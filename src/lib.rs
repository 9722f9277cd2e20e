//! # Corpus Search: wildcard search over QA benchmark corpora
//!
//! Search a named text corpus for a pattern, view matching entries with the
//! match highlighted, and inspect match and vocabulary statistics.
//!
//! ## Query Syntax
//!
//! - Plain text matches whole tokens only: `cat` does not match `cats`
//! - `*` stands for one or more in-token characters: `cat*` → `cats`, `cat's`
//! - `|` separates alternatives: `cat|dog`
//! - A leading `^` matches at the start of an entry: `^What`
//! - `\ ( ) [ ] ? $ +` are refused, as are `*` and `^` on their own
//!
//! ## Example Usage
//!
//! ```no_run
//! use corpus_search::{CorpusSearch, SearchConfig, SearchOutcome};
//!
//! let config = SearchConfig::default().with_data_dir("data");
//! let search = CorpusSearch::new(&config)?;
//!
//! match search.search("HotpotQA Questions", "which*", false, None)? {
//!     SearchOutcome::Matches(report) => {
//!         println!("{}", report.summary);
//!         for line in &report.display {
//!             println!("{}", line);
//!         }
//!     }
//!     SearchOutcome::Rejected(warning) => println!("{}", warning),
//!     _ => println!("No matches"),
//! }
//! # Ok::<(), Box<dyn std::error::Error>>(())
//! ```
//!
//! ## Architecture
//!
//! - **Corpus Loader** ([`data`], [`vocab`]) - Reads `.txt` / `.tsv` sources and counts vocabulary
//! - **Corpus Cache** ([`cache`]) - Keeps the current corpus, loads serialized
//! - **Pattern Compiler** ([`pattern`]) - Validates queries and builds whole-token regexes
//! - **Match Engine** ([`matcher`]) - Counts matches per token and per entry, with range filtering
//! - **Result Renderer** ([`highlight`]) - Marks matched tokens in display text
//! - **CorpusSearch API** ([`search`]) - Main entry point combining all components

pub mod cache;
pub mod config;
pub mod data;
pub mod export;
pub mod highlight;
pub mod import;
pub mod logging;
pub mod matcher;
pub mod pattern;
pub mod search;
pub mod stats;
pub mod types;
pub mod vocab;

// Re-export main types and functions for convenience
pub use cache::CorpusCache;
pub use config::{CompositeSource, ConfigError, SearchConfig};
pub use data::{load_source, Corpus, SourceFile, SourceRegistry, SourceSpec};
pub use highlight::{HighlightMarkers, Highlighter};
pub use matcher::MatchEngine;
pub use pattern::{compile_query, parse_query, pattern_to_regex, CompiledPattern, WildcardClass};
pub use search::{CorpusSearch, SearchOutcome, SearchReport, SetupError};
pub use stats::{FrequencyRow, Percentage, Summary};
pub use types::{
    CorpusError, DisplayEntry, Entry, MatchResult, QueryRejection, RangeError, ScoreRange,
    SourceFormat,
};
pub use vocab::VocabularyTable;

/// Library version
pub const VERSION: &str = env!("CARGO_PKG_VERSION");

→ ABOUT THIS TASK
From the line that holds "pub mod stats;" to the last line of the records above, print each line exactly. Add nothing else.

→ WRITTEN RESPONSE
pub mod stats;
pub mod types;
pub mod vocab;

// Re-export main types and functions for convenience
pub use cache::CorpusCache;
pub use config::{CompositeSource, ConfigError, SearchConfig};
pub use data::{load_source, Corpus, SourceFile, SourceRegistry, SourceSpec};
pub use highlight::{HighlightMarkers, Highlighter};
pub use matcher::MatchEngine;
pub use pattern::{compile_query, parse_query, pattern_to_regex, CompiledPattern, WildcardClass};
pub use search::{CorpusSearch, SearchOutcome, SearchReport, SetupError};
pub use stats::{FrequencyRow, Percentage, Summary};
pub use types::{
    CorpusError, DisplayEntry, Entry, MatchResult, QueryRejection, RangeError, ScoreRange,
    SourceFormat,
};
pub use vocab::VocabularyTable;

/// Library version
pub const VERSION: &str = env!("CARGO_PKG_VERSION");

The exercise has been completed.